On the porch I sit tucked into the corner where no one can see me unless they come looking. I’m mainly looking at grass and trees, though I can see part of a neighbor’s garage across the way. I live in town, but the only sounds I hear are branches swishing, birdies chirping, and the tinkle of a large chime that hangs on my porch. I share the space with a wasp’s nest and its occupants. I keep thinking I should get some poison and spray them dead, but they don’t bother me so why go all commando on them.

There’s a common complaint, “Is this all there is?” But sitting here, I think instead, “How is it that there is even more than this?” If this were all there is, I could easily sit here for eternity. Just keep the birds coming and the coffee flowing. (Do they let you have caffeine in the afterlife?) Like the handmade sign on the way north from Green Bay that asks, “How will you spend eternity?” and the Japanese movie I told you about in the last ‘zine (After Life), it occurs to me that I could choose this moment—or all such moments condensed into one continually renewing one, like an endless seamless loop—for my eternal repeating experience. I’ve had more excitement in my life, more fun, more intensity, more feelings of love and connection, but there is something so completely fulfilling about the birds, the trees, the warmth, the coffee, the breeze…. I’m not rejecting the human element, I just feel most myself when I’m alone. And somehow it seems that all the more intense emotional depths I’ve experienced would inform that quiet reverie-cum-birdsong. So there wouldn’t be a lot of thought involved, just direct observation and pleasurable contemplation. Nothing would be required, no action, no memory, no words, no math or science, just simple existence through and through.


(Mary McKenney)


mary’zine random redux: #6 August 2000

January 28, 2010

I’m having a really hard time writing this issue. I have lots of ideas, images, some great analogies, but they’re scattered around my brain like pieces of a jigsaw puzzle—where the puzzle is of a polar bear in a snowstorm—or, more appropriately, a can of worms that someone has unwisely opened and now worms, worms everywhere. I’m blaming the chaos on my current state of caffeine deficiency, but I’ll be really depressed if I get through the withdrawal period and still can’t rub two thoughts together to make a fire.
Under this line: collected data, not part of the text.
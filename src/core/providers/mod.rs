//! Provider implementations

pub mod alphafold;
pub mod pdb;
pub mod uniprot;

pub use alphafold::AlphaFoldProvider;
pub use pdb::PdbProvider;
pub use uniprot::UniProtClient;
As everyone knows, the way to start a jigsaw puzzle is to find and snap together all the straight-edged pieces so you at least have a frame of the picture. That’s supposed to be the easy part. But unfortunately, life doesn’t come with straight-edged pieces—or in a box with a picture of itself on the cover, for that matter—so I’m just going to have to wing it.


In what universe is caffeine not a drug? —Jon Carroll, S.F. Chronicle

I’m on the coffee wagon. I mean, not the latte and bagel kind, but the metaphorical kind you fall off of. The other night, I was sitting here at the computer at 12:30 a.m., feeling ridiculous. I tried to go one whole day without ingesting caffeine in any form, and I almost made it. But I spent the day nodding off in front of “Oral and Pharyngeal Reflexes in the Mammalian Nervous System”; taking frequent breaks and three (3) naps; growing a headache as the day progressed, until I couldn’t stand it anymore—knowing relief was as close as the little green plastic bottle on my desk—and swallowed two Excedrin at 9:00 p.m. (Excedrin contains 65 mg of caffeine.) Of course, my headache disappeared, I became euphoric, and I was wide awake in the middle of the night wondering if there’s such a thing as Caffeine Anonymous.

I’ve tried quitting before—usually when my stomach is bothering me and I’ve narrowed the list of culprits down to one. The withdrawal is brutal… the headaches, the depression, the logy feeling that lingers all day…. So before I know it, I’m sneaking an Excedrin or two for the caffeine hit. I say “sneaking” even though there’s no one here to care—Pookie, knowing which side his cat food is buttered on, turns a blind eye to my drug habit. But when I’m falling asleep at my desk, or the headache is driving me crazy, or I don’t want to live, I have to concoct a good enough rationalization to drown out the little voice that says, “If you stick it out, you’ll feel better eventually.”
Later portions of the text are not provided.